Theoretical and Applied Genetics

, Volume 59, Issue 6, pp 349–359 | Cite as

Fractionation of wheat gliadin and glutenin subunits by two-dimensional electrophoresis and the role of group 6 and group 2 chromosomes in gliadin synthesis

  • J. W. S. Brown
  • R. B. Flavell


Subunits of wheat endosperm proteins have been fractionated by two-dimensional electrophoresis. To determine which subunits in the two-dimensional electrophoretic pattern belong to gliadin or glutenin the endosperm proteins have also been fractionated by a modified Osborne procedure and by gel filtration on Sephadex G-100 and Sepharose CL-4B prior to separation by two-dimensional electrophoresis.

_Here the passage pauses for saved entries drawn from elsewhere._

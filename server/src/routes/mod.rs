use axum::extract::DefaultBodyLimit;
use axum::routing::{get, post};
use axum::{Json, Router};
use tower_http::cors::CorsLayer;

use crate::state::AppState;

mod analyze;

/// Upload size ceiling; three-second clips fit with ample slack.
const BODY_LIMIT: usize = 32 * 1024 * 1024;

pub fn router(state: AppState) -> Router {
    Router::new()
        .route("/analyze", post(analyze::serve))
        .route("/health", get(health))
        .layer(DefaultBodyLimit::max(BODY_LIMIT))
        .layer(CorsLayer::permissive())
        .with_state(state)
}

async fn health() -> Json<serde_json::Value> {
    Json(serde_json::json!({"status": "ok"}))
}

The control of production of five major grain protein subunits is shown to be determined by chromosomes 6A, 6B and 6D by comparing two-dimensional electrophoretic protein subunit patterns of aneuploid lines of the variety ‘Chinese Spring’. From these and previous studies it is concluded that some α, β and γ gliadins (molecular weights by SDS-PAGE 30,000 to 40,000) are specified by genes on the short arms of homoeologous Group 6 chromosomes, the ω gliadins (molecular weights by SDS-PAGE 50,000 to 70,000) are specified by genes on the short arms of homoeologous Group 1 chromosomes and the glutenin subunits (molecular weights by SDS-PAGE > 85,000) are specified by genes on the long arms of homoeologous Group 1 chromosomes.

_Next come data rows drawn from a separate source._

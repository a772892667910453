// Interactive cloth demo: drag the left mouse button to cut constraints,
// hold the right button to push the cloth around, tap W for a gust of
// wind. Arrow keys pan the camera, `,` and `.` zoom, Q quits.
use std::time::Duration;

use bevy::app::AppExit;
use bevy::diagnostic::{DiagnosticsStore, FrameTimeDiagnosticsPlugin};
use bevy::prelude::*;
use cloth2d::config::constants::{SIM_HEIGHT, SIM_WIDTH};
use cloth2d::solver::integrate_particles;
use cloth2d::{ClothPlugin, ClothState, CutRequests};
use rand::Rng;

const PARTICLE_RADIUS: f32 = 2.0;
const PUSH_RADIUS: f32 = 60.0;
const PUSH_STRENGTH: f32 = 400.0;
const WIND_BASE: f32 = 120.0;

#[derive(Component)]
struct ParticleVisual {
    index: usize,
}

#[derive(Component)]
struct DiagnosticsText;

/// Simulation space is y-down with the origin at the top-left corner;
/// Bevy world space is y-up and centered.
fn sim_to_world(position: Vec2) -> Vec3 {
    Vec3::new(
        position.x - SIM_WIDTH / 2.0,
        SIM_HEIGHT / 2.0 - position.y,
        0.0,
    )
}

fn world_to_sim(position: Vec2) -> Vec2 {
    Vec2::new(
        position.x + SIM_WIDTH / 2.0,
        SIM_HEIGHT / 2.0 - position.y,
    )
}

fn init_camera(mut commands: Commands) {
    commands.spawn(Camera2d);
}

fn init_cloth_visuals(
    mut commands: Commands,
    mut meshes: ResMut<Assets<Mesh>>,
    mut materials: ResMut<Assets<ColorMaterial>>,
    state: Res<ClothState>,
) {
    let circle = meshes.add(Circle::new(PARTICLE_RADIUS));
    let free = materials.add(Color::hsl(0.0, 0.85, 0.55));
    let anchored = materials.add(Color::hsl(0.0, 0.85, 0.3));

    for (index, particle) in state.particles().iter().enumerate() {
        commands.spawn((
            ParticleVisual { index },
            Mesh2d(circle.clone()),
            MeshMaterial2d(if particle.fixed {
                anchored.clone()
            } else {
                free.clone()
            }),
            Transform::from_translation(sim_to_world(particle.position)),
        ));
    }

    info!(
        "cloth ready: {} particles, {} constraints",
        state.particle_count(),
        state.constraint_count()
    );
}

/// Maps the cursor into simulation space and feeds the solver: left
/// button queues cut requests, right button pushes the cloth radially.
fn pointer_interaction(
    windows: Query<&Window>,
    camera_query: Query<(&Camera, &GlobalTransform)>,
    mouse: Res<ButtonInput<MouseButton>>,
    time: Res<Time>,
    mut cuts: ResMut<CutRequests>,
    mut state: ResMut<ClothState>,
) {
    let Ok(window) = windows.single() else {
        return;
    };
    let Some(cursor_pos) = window.cursor_position() else {
        return;
    };
    let Ok((camera, camera_transform)) = camera_query.single() else {
        return;
    };
    let Ok(world_pos) = camera.viewport_to_world_2d(camera_transform, cursor_pos) else {
        return;
    };

    let sim_pos = world_to_sim(world_pos);

    if mouse.pressed(MouseButton::Left) {
        cuts.points.push(sim_pos);
    }

    if mouse.pressed(MouseButton::Right) {
        state.apply_impulse(sim_pos, PUSH_RADIUS, PUSH_STRENGTH, time.delta_secs());
    }
}

/// W leans a randomized gust on the whole cloth. The force only lives
/// for the next integration step, so holding the key sustains the wind.
fn wind_gusts(input: Res<ButtonInput<KeyCode>>, mut state: ResMut<ClothState>) {
    if input.pressed(KeyCode::KeyW) {
        let mut rand = rand::rng();
        let gust = Vec2::new(
            WIND_BASE + rand.random_range(-40.0..=40.0),
            rand.random_range(-20.0..=20.0),
        );
        state.apply_force_to_all(gust);
    }
}

fn update_particle_transforms(
    state: Res<ClothState>,
    mut query: Query<(&ParticleVisual, &mut Transform)>,
) {
    let particles = state.particles();
    for (visual, mut transform) in query.iter_mut() {
        if let Some(particle) = particles.get(visual.index) {
            transform.translation = sim_to_world(particle.position);
        }
    }
}

/// Active constraints render as lines; cut ones simply disappear.
fn draw_constraints(state: Res<ClothState>, mut gizmos: Gizmos) {
    let particles = state.particles();
    for constraint in state.constraints().iter() {
        if !constraint.active {
            continue;
        }
        gizmos.line_2d(
            sim_to_world(particles[constraint.a].position).truncate(),
            sim_to_world(particles[constraint.b].position).truncate(),
            Color::hsl(210.0, 0.7, 0.5),
        );
    }
}

fn controls(
    mut camera_query: Query<(&mut Transform, &mut Projection), With<Camera2d>>,
    input: Res<ButtonInput<KeyCode>>,
    time: Res<Time>,
) {
    let Ok((mut transform, mut projection)) = camera_query.single_mut() else {
        return;
    };
    let fspeed = 600.0 * time.delta_secs();

    if input.pressed(KeyCode::ArrowUp) {
        transform.translation.y += fspeed;
    }
    if input.pressed(KeyCode::ArrowDown) {
        transform.translation.y -= fspeed;
    }
    if input.pressed(KeyCode::ArrowLeft) {
        transform.translation.x -= fspeed;
    }
    if input.pressed(KeyCode::ArrowRight) {
        transform.translation.x += fspeed;
    }

    if let Projection::Orthographic(projection2d) = &mut *projection {
        if input.pressed(KeyCode::Comma) {
            projection2d.scale *= 4.0f32.powf(time.delta_secs());
        }
        if input.pressed(KeyCode::Period) {
            projection2d.scale *= 0.25f32.powf(time.delta_secs());
        }
    }
}

fn quit_on_q(input: Res<ButtonInput<KeyCode>>, mut exit: MessageWriter<AppExit>) {
    if input.just_pressed(KeyCode::KeyQ) {
        exit.write(AppExit::Success);
    }
}

fn setup_diagnostics(mut commands: Commands) {
    commands.spawn((
        Text::default(),
        TextFont {
            font_size: 20.0,
            ..default()
        },
        TextColor(Color::WHITE),
        Node {
            position_type: PositionType::Absolute,
            top: Val::Px(10.0),
            left: Val::Px(10.0),
            ..default()
        },
        DiagnosticsText,
    ));
}

fn update_diagnostics(
    diagnostics: Res<DiagnosticsStore>,
    state: Res<ClothState>,
    mut query: Query<&mut Text, With<DiagnosticsText>>,
) {
    for mut text in &mut query {
        let fps = diagnostics
            .get(&FrameTimeDiagnosticsPlugin::FPS)
            .and_then(|fps| fps.smoothed())
            .unwrap_or(0.0);

        let frame_time = diagnostics
            .get(&FrameTimeDiagnosticsPlugin::FRAME_TIME)
            .and_then(|ft| ft.smoothed())
            .unwrap_or(0.0);

        text.0 = format!(
            "FPS: {:.1}\nFrame: {:.2}ms\nParticles: {}\nConstraints: {} / {}",
            fps,
            frame_time,
            state.particle_count(),
            state.active_constraint_count(),
            state.constraint_count(),
        );
    }
}

fn main() {
    App::new()
        .add_plugins(DefaultPlugins.set(WindowPlugin {
            primary_window: Some(Window {
                title: "Cloth Simulation".into(),
                ..default()
            }),
            ..default()
        }))
        .add_plugins(FrameTimeDiagnosticsPlugin::default())
        .add_plugins(ClothPlugin)
        .insert_resource(Time::<Fixed>::from_duration(Duration::from_secs_f64(
            1.0 / 30.0,
        )))
        .add_systems(Startup, (init_camera, init_cloth_visuals, setup_diagnostics))
        .add_systems(
            FixedUpdate,
            (pointer_interaction, wind_gusts).before(integrate_particles),
        )
        .add_systems(
            Update,
            (
                update_particle_transforms,
                draw_constraints,
                controls,
                quit_on_q,
                update_diagnostics,
            ),
        )
        .run();
}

No major gliadins or glutenin subunits were absent when any of the chromosomes in homoeologous Groups 2, 3, 4, 5 or 7 were deleted. However two gliadins whose presumed structural genes are on chromosome 6D were absent in aneuploid stocks of ‘Chinese Spring’ carrying two additional doses of chromosome 2A. Two out of thirty-three intervarietal or interspecific chromosome substitution lines examined, involving homoeologous Group 2 chromosomes, lacked the same two gliadins. All the subunits in the other thirty-one chromosome substitution lines were indistinguishable from those in ‘Chinese Spring’. It is therefore concluded that the major variation affecting gliadin and glutenins in wheat is concentrated on the chromosomes of homoeologous Groups 1 and 6 but Group 2 chromosomes are candidates for further study.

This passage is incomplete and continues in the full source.